Saturday, September 01, 2007

Year of the Dog

Molly Shannon starts this movie as an incredibly likable, lovable person. She's a people-pleaser, a pencil-pusher's assistant buying donuts out of her own pocket for the office staff. As a sister and aunt, she's generous and thoughtful even in the face of her brother's and sister-in-law's overprotective, neurotic behavior towards their children. She's alone and without real love and of course, she's a dog lover. Her dog really is very sweet.

What she clearly wants more than anything is a real relationship with a real person. Her brother has a life and family of his own and her best friend at work is occupied with keeping her soon-to-be-fiance in line. Incidentally, her brother's wife, played by Laura Dern, is great, constantly talking out of the side of her mouth, quietly, so as not to be understood by children, even when none are present. She and her husband play a great modern couple, preoccupied with being modern parents with typical modern needs.

This film is full of people I would normally look down on: a boss whose life seems to be composed of nothing more than his conviction of his own self-worth and consequent undervaluation by his managers, a best friend completely clueless about real love and relationships who is making the most obvious mistakes and the happy couple who seems oblivious to anything but the lice in their daughter's hair and the red stains - surely put there by the Benadryl with which their nanny is doping their infant son - on their nanny's shirt.

I love the first 20 minutes of this movie. Molly Shannon plays a character unlike any she's played before, with no quirks, no twitchy movements of the body or mouth, no wild enunciation or nervousness. But she quickly goes down a path of blind fanaticism and activism brought on by a truly traumatic event. At first, I found myself trying to identify with her need to plunge into something bigger than herself, to wallow in her grief and feelings of helplessness. After a while, though, it became more and more apparent that her new-found passion for activism wasn't filling the need she had in the first place.

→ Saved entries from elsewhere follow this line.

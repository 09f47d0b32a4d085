//! Import of raw sales rows from JSON payloads and CSV exports.

use crate::db::Repository;
use crate::normalize::{normalize_rows, Anomaly, RawRow};
use serde::Serialize;
use serde_json::Value;
use std::sync::Arc;
use thiserror::Error;
use tracing::info;

#[derive(Debug, Error)]
pub enum ImportError {
    #[error("csv error: {0}")]
    Csv(String),
    #[error("row {0} is not a JSON object")]
    NotAnObject(usize),
    #[error("too many rows: limit is {limit}, got {got}")]
    TooManyRows { limit: usize, got: usize },
    #[error(transparent)]
    Db(#[from] sqlx::Error),
}

#[derive(Debug, Clone, PartialEq, Eq, Serialize)]
#[serde(rename_all = "camelCase")]
pub struct ImportSummary {
    pub received: usize,
    pub inserted: usize,
    pub anomalies: Vec<Anomaly>,
}

/// Parse a CSV export: headers become field names, empty cells become null.
pub fn parse_csv(csv_bytes: &[u8]) -> Result<Vec<RawRow>, ImportError> {
    let mut reader = csv::ReaderBuilder::new()
        .has_headers(true)
        .flexible(true)
        .trim(csv::Trim::All)
        .from_reader(csv_bytes);

    let headers = reader
        .headers()
        .map_err(|e| ImportError::Csv(e.to_string()))?
        .clone();

    let mut rows = Vec::new();
    for record in reader.records() {
        let record = record.map_err(|e| ImportError::Csv(e.to_string()))?;
        let mut row = RawRow::new();
        for (header, cell) in headers.iter().zip(record.iter()) {
            if header.is_empty() {
                continue;
            }
            let value = if cell.is_empty() {
                Value::Null
            } else {
                Value::String(cell.to_string())
            };
            row.insert(header.to_string(), value);
        }
        rows.push(row);
    }

    Ok(rows)
}

/// Accept a JSON array of objects.
pub fn parse_json_rows(values: Vec<Value>) -> Result<Vec<RawRow>, ImportError> {
    values
        .into_iter()
        .enumerate()
        .map(|(idx, v)| match v {
            Value::Object(map) => Ok(map),
            _ => Err(ImportError::NotAnObject(idx)),
        })
        .collect()
}

/// Validates, stores and reports on batches of raw rows.
#[derive(Clone)]
pub struct Importer {
    repo: Arc<Repository>,
    max_rows: usize,
}

impl Importer {
    pub fn new(repo: Arc<Repository>, max_rows: usize) -> Self {
        Self { repo, max_rows }
    }

    pub async fn import_rows(&self, rows: Vec<RawRow>) -> Result<ImportSummary, ImportError> {
        if rows.len() > self.max_rows {
            return Err(ImportError::TooManyRows {
                limit: self.max_rows,
                got: rows.len(),
            });
        }

        let report = normalize_rows(&rows);
        let inserted = self.repo.insert_rows_batch(&rows).await?;

        info!(
            received = rows.len(),
            inserted,
            anomalies = report.anomalies.len(),
            "imported sales rows"
        );

        Ok(ImportSummary {
            received: rows.len(),
            inserted,
            anomalies: report.anomalies,
        })
    }
}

I don't know that we're supposed to feel happy for Shannon in the end, pursuing the cause she has embraced, but I definitely don't. She has become yet another person on whom it's easy to look down, for becoming single-minded in her approach to life, in abandoning truly meaningful avenues of expression for superficial activism that seems for a while to fill a void. Instead, I became happy for the other people in her life who, though from the outside they appear to be shallow and full of meaningless stock phrases and attitudes with which to confront life, have true depth of feeling behind their facades.

Everyone has to find some way to deal with their lives, and if you work at a boring office job, you learn to put on the happy-office-person face and pretend to be upset by office politics and made wildly happy by small percentage raises. If you're a parent living in a suburb, you put on the face that signals ultimate concern over the mental health of your child and general interest in the lives of the normal people around you. But that doesn't mean you give up actual feeling underneath it all, and that you can't show real care and emotion when it matters most.

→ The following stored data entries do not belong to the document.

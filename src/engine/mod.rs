//! Pure computation engine for sales metrics.
//!
//! Normalized records flow through the refund and net-sales calculators
//! into aggregates, which feed the ratio and health calculators. Nothing
//! here performs I/O or mutates its input.

pub mod aggregate;
pub mod fees;
pub mod grouping;
pub mod net_sales;
pub mod ratios;
pub mod refund;

pub use aggregate::{build_aggregate, ActionCounts, AggregateMetrics};
pub use fees::{compute_fee_breakdown, FeeBreakdown};
pub use grouping::{
    group_by, group_by_affiliate, group_by_product, group_by_time, rank_groups, Bucket,
    GroupMetrics, RankMetric,
};
pub use net_sales::{annotate_net_sales, calculate_net_sales, net_sales_of, NetSalesRecord};
pub use ratios::{ChargebackRisk, HealthBand, RateSummary};
pub use refund::calculate_refund;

I don't recommend Year of the Dog because it starts feeling a little unbelievable after a while, but Molly Shannon really puts in a great performance and gives a glimpse into the heart of someone who feels unable to take hold of her life and make it what she wants it to be.

2 comments:

Sweet Jane said...

Whoa--I saw this at the end of August. Maybe we were watching at the same time...creepy.

I really enjoyed the film's characters, but I have to agree with you--the heroine's fanaticism is off-putting. She never really takes the time to think about the cause she takes up, she's just suddenly a vegan who looks at websites about animal abuse and then donates money from her boss's coffers to animal rights groups. Taking up a cause with passion and little forethought has relatively benign results in the film, but one can easily see the bad ends to which this sort of mindless fanaticism can lead.

The Unapologetic said...

Exactly, and after a little more consideration, maybe this movie doesn't slip into the unbelievable after all. She obviously felt a lack in her life and tried to fill it, after first superficially, with the beliefs of others. But I think a lot of fanaticism starts that way, and then maybe to justify the behavior - "See, it wasn't just the other person's influence; I really believe this, and now can't you see how much that's true?" - more and more extreme forms are taken up until, finally, the person becomes a real believer after all.